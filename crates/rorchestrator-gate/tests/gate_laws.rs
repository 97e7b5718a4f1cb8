// rorchestrator-gate/tests/gate_laws.rs
// ============================================================================
// Module: Gate Law Property Tests
// Description: Property tests for gate algebra laws and rollout monotonicity.
// ============================================================================
//! ## Overview
//! Exercises the algebraic laws gate evaluation must satisfy for arbitrary
//! leaf gates and contexts.

#![allow(
    clippy::panic,
    clippy::print_stdout,
    clippy::print_stderr,
    clippy::unwrap_used,
    clippy::expect_used,
    clippy::use_debug,
    clippy::dbg_macro,
    clippy::panic_in_result_fn,
    clippy::unwrap_in_result,
    reason = "Test-only output and panic-based assertions are permitted."
)]

use std::collections::BTreeMap;

use proptest::prelude::*;
use rorchestrator_gate::Gate;
use rorchestrator_gate::GateBuildError;
use rorchestrator_gate::GateContext;
use rorchestrator_gate::LayerName;
use rorchestrator_gate::RequestAttrField;
use rorchestrator_gate::evaluate;
use rorchestrator_gate::rollout_bucket;

/// Strategy for short identifier-like strings.
fn ident() -> impl Strategy<Value = String> {
    "[a-z]{1,6}"
}

/// Strategy for registry-free leaf gates.
fn leaf_gate() -> impl Strategy<Value = Gate> {
    prop_oneof![
        (ident(), proptest::collection::vec(ident(), 0..3))
            .prop_map(|(layer, variants)| Gate::experiment(layer, variants)),
        (0u64..=100, ident()).prop_map(|(percent, salt)| Gate::rollout(percent, salt)
            .unwrap_or_else(|_| Gate::selector("unreachable"))),
        proptest::collection::vec(ident(), 0..3)
            .prop_map(|values| Gate::request_attr(RequestAttrField::Region, values)),
    ]
}

/// Strategy for evaluation contexts without selectors.
fn leaf_context() -> impl Strategy<
    Value = (Option<String>, BTreeMap<LayerName, String>, BTreeMap<String, String>),
> {
    (
        proptest::option::of(ident()),
        proptest::collection::btree_map(ident().prop_map(LayerName::from), ident(), 0..4),
        proptest::collection::btree_map(
            prop_oneof![Just("region".to_string()), Just("device".to_string())],
            ident(),
            0..3,
        ),
    )
}

proptest! {
    /// Double negation preserves allowance (reason codes may differ).
    #[test]
    fn law_not_not_preserves_allowance(
        gate in leaf_gate(),
        (user_id, variants, attrs) in leaf_context(),
    ) {
        let ctx = GateContext {
            user_id: user_id.as_deref(),
            variants: &variants,
            attrs: &attrs,
            selectors: None,
        };
        let direct = evaluate(&gate, &ctx).unwrap();
        let doubled = Gate::negate(Gate::negate(gate));
        let inverted = evaluate(&doubled, &ctx).unwrap();
        prop_assert_eq!(direct.allowed, inverted.allowed);
    }

    /// A singleton `All` is equivalent to its child.
    #[test]
    fn law_all_singleton(
        gate in leaf_gate(),
        (user_id, variants, attrs) in leaf_context(),
    ) {
        let ctx = GateContext {
            user_id: user_id.as_deref(),
            variants: &variants,
            attrs: &attrs,
            selectors: None,
        };
        let direct = evaluate(&gate, &ctx).unwrap();
        let wrapped = Gate::all(vec![gate]).unwrap();
        let composite = evaluate(&wrapped, &ctx).unwrap();
        prop_assert_eq!(direct.allowed, composite.allowed);
    }

    /// A singleton `Any` is equivalent to its child.
    #[test]
    fn law_any_singleton(
        gate in leaf_gate(),
        (user_id, variants, attrs) in leaf_context(),
    ) {
        let ctx = GateContext {
            user_id: user_id.as_deref(),
            variants: &variants,
            attrs: &attrs,
            selectors: None,
        };
        let direct = evaluate(&gate, &ctx).unwrap();
        let wrapped = Gate::any(vec![gate]).unwrap();
        let composite = evaluate(&wrapped, &ctx).unwrap();
        prop_assert_eq!(direct.allowed, composite.allowed);
    }

    /// Raising the rollout percentage never revokes an allowance.
    #[test]
    fn law_rollout_monotonic(
        user_id in ident(),
        salt in ident(),
        low in 0u64..=100,
        high in 0u64..=100,
    ) {
        prop_assume!(low <= high);
        let variants = BTreeMap::new();
        let attrs = BTreeMap::new();
        let ctx = GateContext {
            user_id: Some(user_id.as_str()),
            variants: &variants,
            attrs: &attrs,
            selectors: None,
        };
        let low_gate = Gate::rollout(low, salt.clone()).unwrap();
        let high_gate = Gate::rollout(high, salt.clone()).unwrap();
        let low_decision = evaluate(&low_gate, &ctx).unwrap();
        let high_decision = evaluate(&high_gate, &ctx).unwrap();
        if low_decision.allowed {
            prop_assert!(high_decision.allowed);
        }
        prop_assert_eq!(high_decision.allowed, rollout_bucket(&user_id, &salt) < high);
    }

    /// Buckets stay within the rollout range for arbitrary inputs.
    #[test]
    fn law_bucket_range(user_id in ".*", salt in ".*") {
        prop_assert!(rollout_bucket(&user_id, &salt) < 100);
    }
}

// ============================================================================
// SECTION: Construction Laws
// ============================================================================

/// Tests that empty composites are rejected at construction.
#[test]
fn test_empty_composites_rejected() {
    assert_eq!(
        Gate::all(Vec::new()).unwrap_err(),
        GateBuildError::EmptyComposite {
            kind: "all",
        }
    );
    assert_eq!(
        Gate::any(Vec::new()).unwrap_err(),
        GateBuildError::EmptyComposite {
            kind: "any",
        }
    );
}

/// Tests that out-of-range rollout percentages are rejected.
#[test]
fn test_rollout_percent_bounds() {
    assert!(Gate::rollout(100, "s").is_ok());
    assert_eq!(
        Gate::rollout(101, "s").unwrap_err(),
        GateBuildError::PercentOutOfRange {
            percent: 101,
        }
    );
}

/// Tests depth accounting and the depth limit.
#[test]
fn test_depth_limit() {
    let mut gate = Gate::selector("leaf");
    for _ in 0..9 {
        gate = Gate::negate(gate);
    }
    assert_eq!(gate.depth(), 10);
    assert!(gate.validate_depth().is_ok());

    let deep = Gate::negate(gate);
    assert_eq!(deep.depth(), 11);
    assert_eq!(
        deep.validate_depth().unwrap_err(),
        GateBuildError::TooDeep {
            depth: 11,
        }
    );
}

[About this exercise]: Copy each line in the data that holds the word "clone".

[Response area]:
        let low_gate = Gate::rollout(low, salt.clone()).unwrap();
        let high_gate = Gate::rollout(high, salt.clone()).unwrap();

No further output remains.